The Public's Radio Rhode Island RIPR 89.3 WNPNRhode Island Public Radio has rebranded as “The Public’s Radio” to emphasize its increased coverage through the state and Southeastern Massachusetts.

The move follows the group’s 2017 acquisition of 89.3 WUMD North Dartmouth MA and its subsequent move to Newport RI with an upgrade to Class B from a tower site in Tiverton RI. That signal, now under WNPN call letters, was acquired to serve as the primary signal for the network which previously relied on The Wheeler School’s 88.1 WELH Providence and Coventry Public School’s 91.5 WCVY Coventry as well as RIPR’s 102.7 WRNI-FM (now WNPE) Narragansett Pier and previously 1290 WRNI (now WRPA) Providence. The addition of WNPN also gives the station full coverage of the New Bedford MA market.

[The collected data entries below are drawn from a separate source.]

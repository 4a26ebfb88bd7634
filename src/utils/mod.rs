//! Settings, error types and time helpers shared by the other modules

pub mod config;
pub mod error;

pub use config::{AudioConfig, Config, DecoderConfig, GeneralConfig, RendererConfig, WindowConfig};
pub use error::{AudioError, DecodeError, LoadError, PlayerError, QueryError, Result};

use std::time::Duration;

/// `MM:SS`, growing to `HH:MM:SS` from one hour on
pub fn format_duration(duration: Duration) -> String {
    let secs = duration.as_secs();
    match secs / 3600 {
        0 => format!("{:02}:{:02}", secs / 60, secs % 60),
        h => format!("{:02}:{:02}:{:02}", h, secs / 60 % 60, secs % 60),
    }
}

/// Convert a timestamp expressed in `numerator/denominator` units to a Duration
///
/// Negative timestamps and degenerate time bases map to zero.
pub fn timestamp_to_duration(ticks: i64, numerator: i32, denominator: i32) -> Duration {
    if ticks <= 0 || numerator <= 0 || denominator <= 0 {
        return Duration::ZERO;
    }
    let secs = ticks as f64 * f64::from(numerator) / f64::from(denominator);
    Duration::from_secs_f64(secs)
}
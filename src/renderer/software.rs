//! CPU presentation surface
//!
//! Renders into an in-memory BGRA framebuffer with nearest-neighbour
//! scaling. Used for headless runs, tests and benchmarks; the framebuffer
//! stays readable through [`SoftwareSurface::canvas`].

use crate::decoder::{DecodedFrame, BYTES_PER_PIXEL};
use crate::renderer::{Color, FitRect, PresentationSurface};
use crate::utils::error::Result;
use parking_lot::Mutex;
use std::sync::Arc;

/// The presented framebuffer
#[derive(Debug, Default)]
pub struct SoftwareCanvas {
    width: u32,
    height: u32,
    pixels: Vec<u8>,
    presents: u64,
}

impl SoftwareCanvas {
    fn new(width: u32, height: u32) -> Self {
        Self {
            width,
            height,
            pixels: vec![0; width as usize * height as usize * BYTES_PER_PIXEL],
            presents: 0,
        }
    }

    pub fn size(&self) -> (u32, u32) {
        (self.width, self.height)
    }

    /// BGRA bytes of the pixel at (x, y), if inside the canvas
    pub fn pixel(&self, x: u32, y: u32) -> Option<[u8; 4]> {
        if x >= self.width || y >= self.height {
            return None;
        }
        let offset = (y as usize * self.width as usize + x as usize) * BYTES_PER_PIXEL;
        let mut bgra = [0; 4];
        bgra.copy_from_slice(&self.pixels[offset..offset + BYTES_PER_PIXEL]);
        Some(bgra)
    }

    /// Number of completed presents
    pub fn presents(&self) -> u64 {
        self.presents
    }

    pub fn pixels(&self) -> &[u8] {
        &self.pixels
    }
}

/// Surface-owned copy of the last uploaded frame
struct Image {
    width: u32,
    height: u32,
    data: Vec<u8>,
}

/// Presentation surface backed by a [`SoftwareCanvas`]
pub struct SoftwareSurface {
    canvas: Arc<Mutex<SoftwareCanvas>>,
    image: Option<Image>,
}

impl SoftwareSurface {
    pub fn new(width: u32, height: u32) -> Self {
        Self {
            canvas: Arc::new(Mutex::new(SoftwareCanvas::new(width, height))),
            image: None,
        }
    }

    /// Shared handle to the framebuffer
    pub fn canvas(&self) -> Arc<Mutex<SoftwareCanvas>> {
        Arc::clone(&self.canvas)
    }
}

impl PresentationSurface for SoftwareSurface {
    fn size(&self) -> (u32, u32) {
        self.canvas.lock().size()
    }

    fn resize(&mut self, width: u32, height: u32) -> Result<()> {
        let mut canvas = self.canvas.lock();
        let presents = canvas.presents;
        *canvas = SoftwareCanvas::new(width, height);
        canvas.presents = presents;
        Ok(())
    }

    fn upload(&mut self, frame: &DecodedFrame) -> Result<()> {
        let row = frame.width as usize * BYTES_PER_PIXEL;
        let mut data = Vec::with_capacity(row * frame.height as usize);
        for y in 0..frame.height {
            data.extend_from_slice(frame.row(y));
        }
        self.image = Some(Image {
            width: frame.width,
            height: frame.height,
            data,
        });
        Ok(())
    }

    fn draw(&mut self, background: Color, dest: Option<FitRect>) -> Result<()> {
        let mut canvas = self.canvas.lock();
        let clear = background.to_bgra8();
        for pixel in canvas.pixels.chunks_exact_mut(BYTES_PER_PIXEL) {
            pixel.copy_from_slice(&clear);
        }

        if let (Some(image), Some(rect)) = (&self.image, dest) {
            blit_scaled(&mut canvas, image, rect);
        }

        canvas.presents += 1;
        Ok(())
    }
}

/// Nearest-neighbour copy of `image` into the pixels covered by `rect`
fn blit_scaled(canvas: &mut SoftwareCanvas, image: &Image, rect: FitRect) {
    let x0 = rect.x.round().max(0.0) as u32;
    let y0 = rect.y.round().max(0.0) as u32;
    let x1 = ((rect.x + rect.width).round() as u32).min(canvas.width);
    let y1 = ((rect.y + rect.height).round() as u32).min(canvas.height);
    if x1 <= x0 || y1 <= y0 {
        return;
    }

    let (dw, dh) = ((x1 - x0) as f32, (y1 - y0) as f32);
    let canvas_width = canvas.width as usize;

    for dy in y0..y1 {
        let sy = ((((dy - y0) as f32 + 0.5) / dh * image.height as f32) as u32).min(image.height - 1);
        for dx in x0..x1 {
            let sx = ((((dx - x0) as f32 + 0.5) / dw * image.width as f32) as u32).min(image.width - 1);

            let src = (sy as usize * image.width as usize + sx as usize) * BYTES_PER_PIXEL;
            let dst = (dy as usize * canvas_width + dx as usize) * BYTES_PER_PIXEL;
            canvas.pixels[dst..dst + BYTES_PER_PIXEL]
                .copy_from_slice(&image.data[src..src + BYTES_PER_PIXEL]);
        }
    }
}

Within a letter to listeners explaining the rebranding, CEO Torey Malatia writes:

One year ago, we purchased 89.3 FM, a broadcast frequency that now serves 300,000 folks in Rhode Island who have never before been able to hear any of the other frequencies on which we broadcast in the state. Not 88.1, nor 102.7, nor 91.5. Again, 300,000 new Rhode Islanders.

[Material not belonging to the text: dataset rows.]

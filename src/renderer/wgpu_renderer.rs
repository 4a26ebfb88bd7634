//! WGPU presentation surface for clipplayer
//!
//! A double-buffered swap chain bound to a window. Uploaded frames land in a
//! BGRA texture that is drawn into the fit rectangle through the viewport;
//! the clear covers the rest of the surface.

use crate::decoder::DecodedFrame;
use crate::renderer::pipeline::FramePipeline;
use crate::renderer::{Color, FitRect, PresentationSurface};
use crate::utils::config::RendererConfig;
use crate::utils::error::{IntoPlayerError, PlayerError, Result};
use log::{info, warn};
use raw_window_handle::{HasDisplayHandle, HasWindowHandle};
use std::sync::Arc;

/// Texture holding the last uploaded frame
struct FrameTexture {
    texture: wgpu::Texture,
    bind_group: wgpu::BindGroup,
    width: u32,
    height: u32,
}

/// Window-bound GPU surface
pub struct WgpuSurface {
    device: wgpu::Device,
    queue: wgpu::Queue,
    surface: wgpu::Surface<'static>,
    surface_config: wgpu::SurfaceConfiguration,
    pipeline: FramePipeline,
    texture_format: wgpu::TextureFormat,
    frame: Option<FrameTexture>,
    size: (u32, u32),
}

impl WgpuSurface {
    /// Create the surface for `window`
    ///
    /// Requests a hardware adapter first and, when the configuration allows
    /// it, the platform's software adapter.
    pub fn new<W>(window: Arc<W>, size: (u32, u32), config: &RendererConfig) -> Result<Self>
    where
        W: HasWindowHandle + HasDisplayHandle + Send + Sync + 'static,
    {
        pollster::block_on(Self::init(window, size, config))
    }

    async fn init<W>(window: Arc<W>, size: (u32, u32), config: &RendererConfig) -> Result<Self>
    where
        W: HasWindowHandle + HasDisplayHandle + Send + Sync + 'static,
    {
        let instance = wgpu::Instance::new(&wgpu::InstanceDescriptor {
            backends: wgpu::Backends::all(),
            ..Default::default()
        });

        let surface = instance
            .create_surface(window)
            .render_init_err("Failed to create surface")?;

        let adapter = match Self::request_adapter(&instance, &surface, false).await {
            Ok(adapter) => adapter,
            Err(e) if config.allow_software_fallback => {
                warn!("No hardware adapter ({}), trying software rasterizer", e);
                Self::request_adapter(&instance, &surface, true).await.map_err(|e| {
                    PlayerError::RenderInit(format!("No hardware or software adapter: {}", e))
                })?
            }
            Err(e) => {
                return Err(PlayerError::RenderInit(format!("No hardware adapter: {}", e)));
            }
        };
        info!("Using adapter: {:?}", adapter.get_info().name);

        let (device, queue) = adapter
            .request_device(&wgpu::DeviceDescriptor {
                label: Some("clipplayer device"),
                required_features: wgpu::Features::empty(),
                required_limits: wgpu::Limits::downlevel_defaults().using_resolution(adapter.limits()),
                memory_hints: wgpu::MemoryHints::default(),
                trace: wgpu::Trace::Off,
            })
            .await
            .render_init_err("Failed to create GPU device")?;

        let surface_caps = surface.get_capabilities(&adapter);
        let surface_format = surface_caps
            .formats
            .iter()
            .copied()
            .find(|f| f.is_srgb())
            .or_else(|| surface_caps.formats.first().copied())
            .ok_or_else(|| PlayerError::RenderInit("Surface reports no formats".to_string()))?;
        let alpha_mode = surface_caps
            .alpha_modes
            .first()
            .copied()
            .unwrap_or(wgpu::CompositeAlphaMode::Auto);

        let surface_config = wgpu::SurfaceConfiguration {
            usage: wgpu::TextureUsages::RENDER_ATTACHMENT,
            format: surface_format,
            width: size.0.max(1),
            height: size.1.max(1),
            present_mode: if config.vsync {
                wgpu::PresentMode::AutoVsync
            } else {
                wgpu::PresentMode::AutoNoVsync
            },
            alpha_mode,
            view_formats: vec![],
            desired_maximum_frame_latency: 2,
        };
        if size.0 > 0 && size.1 > 0 {
            surface.configure(&device, &surface_config);
        }

        // Sampling an sRGB texture into an sRGB target leaves the pixel values unchanged.
        let texture_format = if surface_format.is_srgb() {
            wgpu::TextureFormat::Bgra8UnormSrgb
        } else {
            wgpu::TextureFormat::Bgra8Unorm
        };
        let pipeline = FramePipeline::new(&device, surface_format);

        Ok(Self {
            device,
            queue,
            surface,
            surface_config,
            pipeline,
            texture_format,
            frame: None,
            size,
        })
    }

    async fn request_adapter(
        instance: &wgpu::Instance,
        surface: &wgpu::Surface<'static>,
        force_fallback_adapter: bool,
    ) -> std::result::Result<wgpu::Adapter, wgpu::RequestAdapterError> {
        instance
            .request_adapter(&wgpu::RequestAdapterOptions {
                power_preference: wgpu::PowerPreference::HighPerformance,
                compatible_surface: Some(surface),
                force_fallback_adapter,
            })
            .await
    }

    fn reconfigure_surface(&mut self) {
        if self.size.0 > 0 && self.size.1 > 0 {
            self.surface.configure(&self.device, &self.surface_config);
        }
    }

    fn create_frame_texture(&self, width: u32, height: u32) -> FrameTexture {
        let texture = self.device.create_texture(&wgpu::TextureDescriptor {
            label: Some("Frame Texture"),
            size: wgpu::Extent3d {
                width,
                height,
                depth_or_array_layers: 1,
            },
            mip_level_count: 1,
            sample_count: 1,
            dimension: wgpu::TextureDimension::D2,
            format: self.texture_format,
            usage: wgpu::TextureUsages::TEXTURE_BINDING | wgpu::TextureUsages::COPY_DST,
            view_formats: &[],
        });
        let view = texture.create_view(&wgpu::TextureViewDescriptor::default());
        let bind_group = self.pipeline.bind_group(&self.device, &view);
        FrameTexture {
            texture,
            bind_group,
            width,
            height,
        }
    }
}

impl PresentationSurface for WgpuSurface {
    fn size(&self) -> (u32, u32) {
        self.size
    }

    fn resize(&mut self, width: u32, height: u32) -> Result<()> {
        self.size = (width, height);
        if width == 0 || height == 0 {
            return Ok(());
        }
        self.surface_config.width = width;
        self.surface_config.height = height;
        self.reconfigure_surface();
        Ok(())
    }

    fn upload(&mut self, frame: &DecodedFrame) -> Result<()> {
        let stride = u32::try_from(frame.stride).renderer_err("Frame stride too large")?;

        let target = match self.frame.take() {
            Some(target) if target.width == frame.width && target.height == frame.height => target,
            _ => self.create_frame_texture(frame.width, frame.height),
        };

        self.queue.write_texture(
            wgpu::TexelCopyTextureInfo {
                texture: &target.texture,
                mip_level: 0,
                origin: wgpu::Origin3d::ZERO,
                aspect: wgpu::TextureAspect::All,
            },
            &frame.data,
            wgpu::TexelCopyBufferLayout {
                offset: 0,
                bytes_per_row: Some(stride),
                rows_per_image: Some(frame.height),
            },
            wgpu::Extent3d {
                width: frame.width,
                height: frame.height,
                depth_or_array_layers: 1,
            },
        );
        self.frame = Some(target);
        Ok(())
    }

    fn draw(&mut self, background: Color, dest: Option<FitRect>) -> Result<()> {
        if self.size.0 == 0 || self.size.1 == 0 {
            return Ok(());
        }

        let surface_texture = match self.surface.get_current_texture() {
            Ok(texture) => texture,
            Err(wgpu::SurfaceError::Lost | wgpu::SurfaceError::Outdated) => {
                // Skip this present; the next one draws on the new swap chain.
                self.reconfigure_surface();
                return Ok(());
            }
            Err(wgpu::SurfaceError::OutOfMemory) => {
                return Err(PlayerError::Render("Out of GPU memory".to_string()));
            }
            Err(e) => {
                warn!("Surface texture acquisition failed: {:?}", e);
                return Ok(());
            }
        };

        let view = surface_texture
            .texture
            .create_view(&wgpu::TextureViewDescriptor::default());
        let mut encoder = self
            .device
            .create_command_encoder(&wgpu::CommandEncoderDescriptor {
                label: Some("Frame Encoder"),
            });

        {
            let mut pass = encoder.begin_render_pass(&wgpu::RenderPassDescriptor {
                label: Some("Frame Pass"),
                color_attachments: &[Some(wgpu::RenderPassColorAttachment {
                    view: &view,
                    resolve_target: None,
                    ops: wgpu::Operations {
                        load: wgpu::LoadOp::Clear(background.into()),
                        store: wgpu::StoreOp::Store,
                    },
                })],
                depth_stencil_attachment: None,
                timestamp_writes: None,
                occlusion_query_set: None,
            });

            if let (Some(frame), Some(rect)) = (&self.frame, dest) {
                let (sw, sh) = (self.size.0 as f32, self.size.1 as f32);
                let x = rect.x.clamp(0.0, sw);
                let y = rect.y.clamp(0.0, sh);
                let width = rect.width.min(sw - x);
                let height = rect.height.min(sh - y);
                if width > 0.0 && height > 0.0 {
                    pass.set_viewport(x, y, width, height, 0.0, 1.0);
                    self.pipeline.draw(&mut pass, &frame.bind_group);
                }
            }
        }

        self.queue.submit(std::iter::once(encoder.finish()));
        surface_texture.present();
        Ok(())
    }
}

impl From<Color> for wgpu::Color {
    fn from(color: Color) -> Self {
        wgpu::Color {
            r: f64::from(color.r),
            g: f64::from(color.g),
            b: f64::from(color.b),
            a: f64::from(color.a),
        }
    }
}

In addition, broadcasting on 89.3 brings our service to 400,000 more people who have never been able to hear our broadcasts, but these individuals are not in the Ocean State, but are across the imaginary line that separates Rhode Island from Southeastern Massachusetts.

So, now our name once again seems oddly awkward. Are we really Rhode Island Public Radio? Or Rhode Island Public Radio Plus? Maybe Rhode Island, Southeastern Massachusetts, and South Coast Public Radio? How about Southern New England Public Radio?

That’s when we moved the camera back. Because we were missing the forest; we were definitely too close to the trees.

We thought about founding principles: our mission and our mandate. We reasoned that if we reflected on the execution of our mission fully, and how that should be perceived in the community as a service, it could help us find a way to articulate our identity based on what we do as opposed to our zip code.